Assigned task: Repeat exactly, please, the lines that begin at the start of the listing and end at the line holding "use thiserror::Error;".
•••••
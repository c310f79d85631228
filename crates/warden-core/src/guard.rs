//! Super-admin invariant rules
//!
//! The administrator pool must always keep at least one active super admin.
//! These functions only decide; stores call them while holding whatever lock
//! or transaction makes the count and the following mutation atomic.

use thiserror::Error;

use crate::{Admin, AdminChanges, AdminRole};

/// Why a guarded admin mutation was refused
#[derive(Debug, Clone, Copy, PartialEq, Eq, Error)]
pub enum GuardViolation {
    #[error("At least one active super admin is required")]
    LastSuperAdmin,

    #[error("Cannot delete your own account")]
    SelfDeletion,
}

/// Check a role change.
///
/// `other_active_super_admins` counts active super admins excluding `admin`.
pub fn check_role_change(
    admin: &Admin,
    new_role: AdminRole,
    other_active_super_admins: u64,
) -> Result<(), GuardViolation> {
    let demotes = admin.role == AdminRole::SuperAdmin && new_role != AdminRole::SuperAdmin;
    if demotes && other_active_super_admins == 0 {
        return Err(GuardViolation::LastSuperAdmin);
    }
    Ok(())
}

/// Check an activation flag change.
///
/// Deactivating an active super admin removes it from the counted pool
/// exactly like a demotion does.
pub fn check_deactivation(
    admin: &Admin,
    new_active: bool,
    other_active_super_admins: u64,
) -> Result<(), GuardViolation> {
    if admin.is_active_super_admin() && !new_active && other_active_super_admins == 0 {
        return Err(GuardViolation::LastSuperAdmin);
    }
    Ok(())
}

/// Check every guarded field of a partial update
pub fn check_update(
    admin: &Admin,
    changes: &AdminChanges,
    other_active_super_admins: u64,
) -> Result<(), GuardViolation> {
    if let Some(role) = changes.role {
        check_role_change(admin, role, other_active_super_admins)?;
    }
    if let Some(active) = changes.is_active {
        check_deactivation(admin, active, other_active_super_admins)?;
    }
    Ok(())
}

/// Check a deletion requested by `requester_id`
pub fn check_delete(
    admin: &Admin,
    requester_id: i64,
    other_active_super_admins: u64,
) -> Result<(), GuardViolation> {
    if admin.id == requester_id {
        return Err(GuardViolation::SelfDeletion);
    }
    if admin.role == AdminRole::SuperAdmin && other_active_super_admins == 0 {
        return Err(GuardViolation::LastSuperAdmin);
    }
    Ok(())
}

#[cfg(test)]
mod tests {
    use super::*;
    use chrono::Utc;

    fn admin(id: i64, role: AdminRole, is_active: bool) -> Admin {
        Admin {
            id,
            email: format!("admin{id}@example.com"),
            username: format!("admin{id}"),
            password_hash: String::new(),
            role,
            is_active,
            enable_2fa: false,
            auth_profile_id: None,
            created_at: Utc::now(),
            updated_at: None,
        }
    }

    #[test]
    fn test_last_super_admin_cannot_be_demoted() {
        let root = admin(1, AdminRole::SuperAdmin, true);
        assert_eq!(
            check_role_change(&root, AdminRole::Admin, 0),
            Err(GuardViolation::LastSuperAdmin)
        );
        assert_eq!(check_role_change(&root, AdminRole::Admin, 1), Ok(()));
        assert_eq!(check_role_change(&root, AdminRole::SuperAdmin, 0), Ok(()));
    }

    #[test]
    fn test_promotion_and_plain_admin_changes_pass() {
        let plain = admin(2, AdminRole::Admin, true);
        assert_eq!(check_role_change(&plain, AdminRole::SuperAdmin, 0), Ok(()));
        assert_eq!(check_role_change(&plain, AdminRole::Admin, 0), Ok(()));
    }

    #[test]
    fn test_last_super_admin_cannot_be_deactivated() {
        let root = admin(1, AdminRole::SuperAdmin, true);
        assert_eq!(
            check_deactivation(&root, false, 0),
            Err(GuardViolation::LastSuperAdmin)
        );
        assert_eq!(check_deactivation(&root, false, 1), Ok(()));

        // Already inactive super admins are not counted, so toggling them is free
        let dormant = admin(3, AdminRole::SuperAdmin, false);
        assert_eq!(check_deactivation(&dormant, false, 0), Ok(()));
    }

    #[test]
    fn test_inactive_super_admin_demotion_still_guarded_by_count() {
        // An inactive super admin being demoted while no active one exists
        // elsewhere is refused; the rule is evaluated on role alone.
        let dormant = admin(3, AdminRole::SuperAdmin, false);
        assert_eq!(
            check_role_change(&dormant, AdminRole::Admin, 0),
            Err(GuardViolation::LastSuperAdmin)
        );
    }

    #[test]
    fn test_update_checks_every_guarded_field() {
        let root = admin(1, AdminRole::SuperAdmin, true);
        let rename_only = AdminChanges {
            username: Some("renamed".to_string()),
            ..Default::default()
        };
        assert_eq!(check_update(&root, &rename_only, 0), Ok(()));

        let deactivate = AdminChanges {
            is_active: Some(false),
            ..Default::default()
        };
        assert_eq!(
            check_update(&root, &deactivate, 0),
            Err(GuardViolation::LastSuperAdmin)
        );
    }

    #[test]
    fn test_self_deletion_refused_regardless_of_role() {
        let plain = admin(5, AdminRole::Admin, true);
        assert_eq!(check_delete(&plain, 5, 3), Err(GuardViolation::SelfDeletion));

        let root = admin(1, AdminRole::SuperAdmin, true);
        assert_eq!(check_delete(&root, 1, 3), Err(GuardViolation::SelfDeletion));
    }

    #[test]
    fn test_last_super_admin_cannot_be_deleted() {
        let root = admin(1, AdminRole::SuperAdmin, true);
        assert_eq!(check_delete(&root, 2, 0), Err(GuardViolation::LastSuperAdmin));
        assert_eq!(check_delete(&root, 2, 1), Ok(()));

        let plain = admin(4, AdminRole::Admin, true);
        assert_eq!(check_delete(&plain, 1, 0), Ok(()));
    }
}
•••••
Answer space:
repository c310f79d85631228
filename crates/warden-core/src/guard.rs
//! Super-admin invariant rules
//!
//! The administrator pool must always keep at least one active super admin.
//! These functions only decide; stores call them while holding whatever lock
//! or transaction makes the count and the following mutation atomic.

use thiserror::Error;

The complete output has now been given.